Uh, and why so apologetic?

"C'est merveilleux!"

He looked a little surprised. I asked if he could make me something without cheese. He said of course. I said get down on it, s'il vous plait. He said coming right up. The results were divine.

Pretty basic: Tomato, lettuce, and faux meat on a tortilla, which was then grilled, panini-style, to crispy perfection.

No more apologies, Paco

Wasabi snacks procured at a gargantuan Auchan supermarket. This was "dessert" after the ital sandwich.

My seatmate's kitty companion. Not a peep from this travel-wise critter in nearly four hours of train travel!

Back home in Paris, it's wet and gray, with an added dose of drama courtesy of a twilight show featuring flashy lightning bolts and rumbling thunderclaps.

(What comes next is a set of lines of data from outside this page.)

//! Security assessment of declared skill permissions.

mod assessor;

pub use assessor::{PermissionAssessment, RiskLevel, assess_permissions};
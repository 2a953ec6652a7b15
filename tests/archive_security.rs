//! Zip-slip resistance against hand-crafted archives.

mod common;

use std::io::Write as _;

use skillport::SkillPortError;
use skillport::archive::extract_archive;

/// Hand-craft a zip with a valid manifest plus one attacker-controlled entry.
fn zip_with_entry(entry_name: &str) -> Vec<u8> {
    let kp = common::keypair();
    let manifest_bytes = common::demo_manifest(&kp.key_id).canonical_json();

    let stored = || {
        zip::write::SimpleFileOptions::default().compression_method(zip::CompressionMethod::Stored)
    };
    let mut writer = zip::ZipWriter::new(std::io::Cursor::new(Vec::new()));
    writer.start_file("manifest.json", stored()).unwrap();
    writer.write_all(&manifest_bytes).unwrap();
    writer.start_file(entry_name, stored()).unwrap();
    writer.write_all(b"root:x:0:0").unwrap();
    writer.finish().unwrap().into_inner()
}

#[test]
fn backslash_traversal_entry_rejected() {
    let bytes = zip_with_entry("payload\\..\\..\\etc\\passwd");
    let err = extract_archive(&bytes).unwrap_err();
    match err {
        SkillPortError::ZipSlip { entry } => assert!(entry.contains("passwd")),
        other => panic!("expected zip-slip rejection, got {other}"),
    }
}

#[test]
fn dotdot_traversal_entry_rejected() {
    let bytes = zip_with_entry("payload/../../etc/passwd");
    assert!(matches!(
        extract_archive(&bytes).unwrap_err(),
        SkillPortError::ZipSlip { .. }
    ));
}

#[test]
fn absolute_path_entry_rejected() {
    let bytes = zip_with_entry("/etc/passwd");
    assert!(matches!(
        extract_archive(&bytes).unwrap_err(),
        SkillPortError::ZipSlip { .. }
    ));
}

#[test]
fn plain_backslash_entry_rejected_even_without_dots() {
    let bytes = zip_with_entry("payload\\nested\\file.txt");
    assert!(matches!(
        extract_archive(&bytes).unwrap_err(),
        SkillPortError::ZipSlip { .. }
    ));
}

#[test]
fn exit_code_for_zip_slip_is_security_rejection() {
    let bytes = zip_with_entry("payload/../../etc/passwd");
    let err = extract_archive(&bytes).unwrap_err();
    assert_eq!(err.code(), "zip_slip");
    assert_eq!(err.exit_code(), 30);
}

#[test]
fn safe_payload_entries_still_extract() {
    let bytes = zip_with_entry("payload/scripts/tool.py");
    let extracted = extract_archive(&bytes).unwrap();
    assert!(extracted.files.contains_key("payload/scripts/tool.py"));
}
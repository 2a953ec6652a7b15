//! Persisted state layout and tool configuration.
//!
//! Everything lives under the user's `.skillport` directory:
//!   config.json              marketplace URL, auth token, default key id
//!   keys/default.pub|.key    PEM keypair, private key at 0o600
//!   installed/registry.json  installed-skills index
//!   audit/audit.log          JSON Lines audit trail
//!   provenance.jsonl         append-only provenance log
//!   traces/                  optional per-execution traces

use std::path::{Path, PathBuf};

use anyhow::Context;
use chrono::{DateTime, Utc};
use directories::UserDirs;
use serde::{Deserialize, Serialize};

use crate::crypto::Keypair;
use crate::error::{Result, SkillPortError};
use crate::manifest::Platform;

pub const DEFAULT_MARKETPLACE_URL: &str = "https://api.skillport.dev";

/// Filesystem layout rooted at the SkillPort home directory.
#[derive(Debug, Clone)]
pub struct SkillPortHome {
    root: PathBuf,
}

impl SkillPortHome {
    /// Resolve the state root, creating the directory tree on first use.
    /// `SKILLPORT_HOME` overrides the default `~/.skillport`.
    pub fn resolve() -> Result<Self> {
        if let Ok(root) = std::env::var("SKILLPORT_HOME")
            && !root.trim().is_empty()
        {
            return Self::at(PathBuf::from(root));
        }
        let home = UserDirs::new()
            .map(|u| u.home_dir().to_path_buf())
            .context("could not find home directory")?;
        let root = home.join(".skillport");
        Self::at(root)
    }

    /// Root the layout at an explicit directory (tests, sandboxes).
    pub fn at(root: impl Into<PathBuf>) -> Result<Self> {
        let root = root.into();
        for dir in ["keys", "installed", "audit", "traces"] {
            std::fs::create_dir_all(root.join(dir))?;
        }
        Ok(Self { root })
    }

    pub fn root(&self) -> &Path {
        &self.root
    }

    pub fn config_path(&self) -> PathBuf {
        self.root.join("config.json")
    }

    pub fn public_key_path(&self) -> PathBuf {
        self.root.join("keys").join("default.pub")
    }

    pub fn private_key_path(&self) -> PathBuf {
        self.root.join("keys").join("default.key")
    }

    pub fn registry_path(&self) -> PathBuf {
        self.root.join("installed").join("registry.json")
    }

    pub fn audit_log_path(&self) -> PathBuf {
        self.root.join("audit").join("audit.log")
    }

    pub fn provenance_path(&self) -> PathBuf {
        self.root.join("provenance.jsonl")
    }

    pub fn traces_dir(&self) -> PathBuf {
        self.root.join("traces")
    }

    /// Install root for a target platform. `OPENCLAW_SKILLS_DIR` and
    /// `CLAUDE_SKILLS_DIR` override; otherwise skills land under this home.
    pub fn install_root(&self, platform: Platform) -> PathBuf {
        let from_env = |var: &str| {
            std::env::var(var)
                .ok()
                .filter(|v| !v.trim().is_empty())
                .map(PathBuf::from)
        };
        match platform {
            Platform::Openclaw => from_env("OPENCLAW_SKILLS_DIR")
                .unwrap_or_else(|| self.root.join("skills").join("openclaw")),
            Platform::ClaudeCode => from_env("CLAUDE_SKILLS_DIR")
                .unwrap_or_else(|| self.root.join("skills").join("claude")),
            Platform::Universal => from_env("OPENCLAW_SKILLS_DIR")
                .or_else(|| from_env("CLAUDE_SKILLS_DIR"))
                .unwrap_or_else(|| self.root.join("skills").join("universal")),
        }
    }

    // ── Key storage ──────────────────────────────────────────────────────

    /// Persist a keypair as the default identity. The private key is
    /// written with owner-only permissions.
    pub fn save_keypair(&self, keypair: &Keypair) -> Result<()> {
        std::fs::write(self.public_key_path(), &keypair.public_pem)?;
        let private_path = self.private_key_path();
        std::fs::write(&private_path, &keypair.private_pem)?;
        restrict_permissions(&private_path)?;
        Ok(())
    }

    pub fn load_public_key(&self) -> Result<String> {
        std::fs::read_to_string(self.public_key_path())
            .map_err(|_| SkillPortError::KeyMissing("no default public key".into()))
    }

    pub fn load_private_key(&self) -> Result<String> {
        std::fs::read_to_string(self.private_key_path())
            .map_err(|_| SkillPortError::KeyMissing("no default private key".into()))
    }
}

/// Owner-only file mode for key material and config carrying tokens.
fn restrict_permissions(path: &Path) -> Result<()> {
    #[cfg(unix)]
    {
        use std::os::unix::fs::PermissionsExt;
        std::fs::set_permissions(path, std::fs::Permissions::from_mode(0o600))?;
    }
    #[cfg(not(unix))]
    {
        let _ = path;
    }
    Ok(())
}

// ─── Tool configuration ──────────────────────────────────────────────────────

#[derive(Debug, Clone, PartialEq, Eq, Serialize, Deserialize)]
#[serde(default)]
pub struct Config {
    pub marketplace_url: String,
    #[serde(skip_serializing_if = "Option::is_none")]
    pub auth_token: Option<String>,
    #[serde(skip_serializing_if = "Option::is_none")]
    pub auth_expiry: Option<DateTime<Utc>>,
    #[serde(skip_serializing_if = "Option::is_none")]
    pub default_key_id: Option<String>,
}

impl Default for Config {
    fn default() -> Self {
        Self {
            marketplace_url: DEFAULT_MARKETPLACE_URL.to_string(),
            auth_token: None,
            auth_expiry: None,
            default_key_id: None,
        }
    }
}

impl Config {
    /// Load the config, creating a default one on first run. Environment
    /// overrides are applied after load.
    pub fn load_or_init(home: &SkillPortHome) -> Result<Self> {
        let path = home.config_path();
        let mut config = if path.exists() {
            let raw = std::fs::read_to_string(&path)?;
            serde_json::from_str(&raw).map_err(|e| {
                SkillPortError::InputInvalid(format!("unreadable config {}: {e}", path.display()))
            })?
        } else {
            let config = Self::default();
            config.save(home)?;
            config
        };
        config.apply_env_overrides();
        Ok(config)
    }

    pub fn save(&self, home: &SkillPortHome) -> Result<()> {
        let path = home.config_path();
        let body = serde_json::to_vec_pretty(self).expect("config serialization cannot fail");
        std::fs::write(&path, body)?;
        restrict_permissions(&path)?;
        Ok(())
    }

    pub fn apply_env_overrides(&mut self) {
        if let Ok(url) = std::env::var("SKILLPORT_API_URL")
            && !url.trim().is_empty()
        {
            self.marketplace_url = url;
        }
        if let Ok(token) = std::env::var("SKILLPORT_AUTH_TOKEN")
            && !token.trim().is_empty()
        {
            self.auth_token = Some(token);
        }
    }
}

At least it's not cold. If I close my eyes, I can still taste the salty, aqua-blue Mediterranean water on my tongue, and feel the sun burning into my skin as I float on my back in the cool water. Heaven. And that delicious aroma wafting out of my oven? Another reminder of summer's last seaside hurrah: Cade. If the home-made stuff tastes half as good as it smells, I'll post photos and a recipe, tout de suite.